KTCL (93.3 FM) is a radio station licensed to Wheat Ridge, Colorado. Owned by iHeartMedia, it broadcasts an alternative rock format targeting the Denver metro area. Its studios are located alongside iHeartMedia's other Denver stations at 4695 S Monaco St. in the Tech Center, while its transmitter is located in Golden.

The station broadcasts in HD Radio, with a subchannel carrying a punk rock format branded as Punk Tacos.

History

The station signed on in September 1965 as KFMF licensed to Fort Collins, Colorado.
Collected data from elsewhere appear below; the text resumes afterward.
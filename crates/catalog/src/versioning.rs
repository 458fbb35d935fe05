//! Wiki-style versioning
//!
//! The `LATEST` row is both the latest pointer and the latest content,
//! so there is never a window with two authoritative rows. Creating a
//! version is a two-step sequence:
//!
//! 1. archive the superseded content at `VERSION#<n>` with a create-only
//!    write (`is_latest = false`, no index keys)
//! 2. advance the `LATEST` row with a write conditional on the version
//!    that was read
//!
//! Two writers racing on the same id both read version N; at most one
//! passes step 2 — single-writer-wins. An interrupted run can leave an
//! orphan archive at version N while the pointer still reads N; step 1
//! detects that case (the archived content cannot differ, the pointer
//! never moved) and proceeds, and [`VersioningManager::verify_integrity`]
//! exposes the same check to operators.

use tracing::{debug, warn};

use crate::record::CatalogRecord;
use crate::repository::{archive_row, Repository};
use ragamala_core::{EntityId, Error, Result, Timestamp, UserId};
use ragamala_storage::{IndexQuery, IndexSelector};

/// Integrity state of one entity's version chain
#[derive(Debug, Clone, PartialEq, Eq)]
pub enum IntegrityReport {
    /// History and latest pointer agree
    Consistent,
    /// An interrupted version creation left an archive row at the
    /// current version; the next `create_version` absorbs it
    PendingArchive {
        /// The version carried by both the pointer and the orphan archive
        version: u32,
    },
}

/// Version lifecycle manager for one record type
#[derive(Clone)]
pub struct VersioningManager<R> {
    repo: Repository<R>,
}

impl<R: CatalogRecord> VersioningManager<R> {
    /// Build over an existing repository
    pub fn new(repo: Repository<R>) -> Self {
        VersioningManager { repo }
    }

    /// The underlying repository
    pub fn repository(&self) -> &Repository<R> {
        &self.repo
    }

    /// Create version N+1 from the current latest
    ///
    /// Clones the latest content, applies `mutate`, and advances the
    /// pointer. A concurrent creation on the same id fails with
    /// `Conflict`; the caller may retry from a fresh read.
    pub fn create_version(
        &self,
        id: &EntityId,
        editor: &UserId,
        mutate: impl FnOnce(&mut R),
        now: Timestamp,
    ) -> Result<R> {
        let latest = self
            .repo
            .get(id)?
            .ok_or_else(|| Error::not_found(R::KIND.as_str(), id))?;
        let prior_version = latest.revision().version;

        self.archive(&latest)?;

        let mut next = latest.clone();
        mutate(&mut next);
        // Lineage survives whatever the closure did.
        next.set_id(latest.id().clone());
        {
            let source = latest.revision();
            let rev = next.revision_mut();
            rev.version = prior_version;
            rev.created_at = source.created_at;
            rev.added_by = source.added_by.clone();
            rev.edited_by = source.edited_by.clone();
            rev.is_latest = true;
        }
        next.normalize();
        next.revision_mut().version = prior_version + 1;
        next.revision_mut().touch(editor, now);
        next.revision_mut().recompute_popularity();

        self.repo
            .table()
            .put_expecting(Repository::latest_row(&next)?, prior_version as u64)
            .map_err(|e| match e {
                Error::Conflict(_) => Error::Conflict(format!(
                    "concurrent version creation on {} {id}",
                    R::KIND
                )),
                other => other,
            })?;

        debug!(
            kind = %R::KIND,
            id = %id,
            version = next.revision().version,
            editor = %editor,
            "version created"
        );
        Ok(next)
    }

    /// Archive the superseded content, tolerating an orphan from an
    /// interrupted predecessor
    fn archive(&self, latest: &R) -> Result<()> {
        let mut superseded = latest.clone();
        superseded.revision_mut().is_latest = false;

        match self.repo.table().put_new(archive_row(&superseded)?) {
            Ok(()) => Ok(()),
            Err(Error::Conflict(_)) => {
                // The archive for this version already exists. The
                // pointer still reads the same version, so the stored
                // archive is a clone of the same content: an interrupted
                // or racing attempt got here first. Step 2's conditional
                // write arbitrates; nothing to do now.
                warn!(
                    kind = %R::KIND,
                    id = %latest.id(),
                    version = latest.revision().version,
                    "archive row already present, absorbing"
                );
                Ok(())
            }
            Err(other) => Err(other),
        }
    }

    /// Read a version: `None` selects the latest
    pub fn get(&self, id: &EntityId, version: Option<u32>) -> Result<Option<R>> {
        match version {
            None => self.repo.get(id),
            Some(v) => self.repo.get_version(id, v),
        }
    }

    /// All versions, oldest to newest
    ///
    /// Archive rows (strictly increasing, immutable once superseded)
    /// followed by the current latest row.
    pub fn history(&self, id: &EntityId) -> Result<Vec<R>> {
        let latest = self
            .repo
            .get(id)?
            .ok_or_else(|| Error::not_found(R::KIND.as_str(), id))?;
        let current_version = latest.revision().version;

        let mut versions = Vec::new();
        let mut token: Option<String> = None;
        loop {
            let page = self.repo.query(
                IndexQuery::partition(
                    IndexSelector::Primary,
                    Repository::<R>::latest_key(id)?.pk,
                    100,
                )
                .begins_with("VERSION#"),
                token.as_deref(),
            )?;
            versions.extend(page.items);
            match page.next_token {
                Some(next) if page.has_more => token = Some(next),
                _ => break,
            }
        }

        // An interrupted creation may have archived the current version
        // already; the latest row stays authoritative for it.
        versions.retain(|v| v.revision().version < current_version);
        versions.push(latest);
        Ok(versions)
    }

    /// Check the version-chain invariant for one entity
    pub fn verify_integrity(&self, id: &EntityId) -> Result<IntegrityReport> {
        let latest = self
            .repo
            .get(id)?
            .ok_or_else(|| Error::not_found(R::KIND.as_str(), id))?;
        let version = latest.revision().version;

        match self.repo.get_version(id, version)? {
            Some(archived) if !archived.revision().is_latest => {
                Ok(IntegrityReport::PendingArchive { version })
            }
            _ => Ok(IntegrityReport::Consistent),
        }
    }
}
It simulcasted the Top 40 format of KIIX AM 600 (now on 1410, the old 600 frequency is now KCOL).  In the 1970s, the station became KIIX-FM and adopted a freeform Progressive Music format.  It changed its calls to KTCL in 1975 and evolving to the modern rock format in the mid 1980s.

KTCL, part of a joint sales agreement with KBPI and KRFX in 1995, moved to a more pop-oriented direction when KBPI began playing more new rock.  In 2001, KTCL aired the daily program Martha Quinn's Rewind along with at least four other stations owned by Clear Channel.

In 2007, KTCL changed its city of license to Wheat Ridge to provide clearer coverage over the Denver area, though it can still be received in Fort Collins.

KTCL airplay was noted for having helped launch several local alternative bands, including Love .45, Flobots, 3OH!3, The Fray, and Tickle Me Pink.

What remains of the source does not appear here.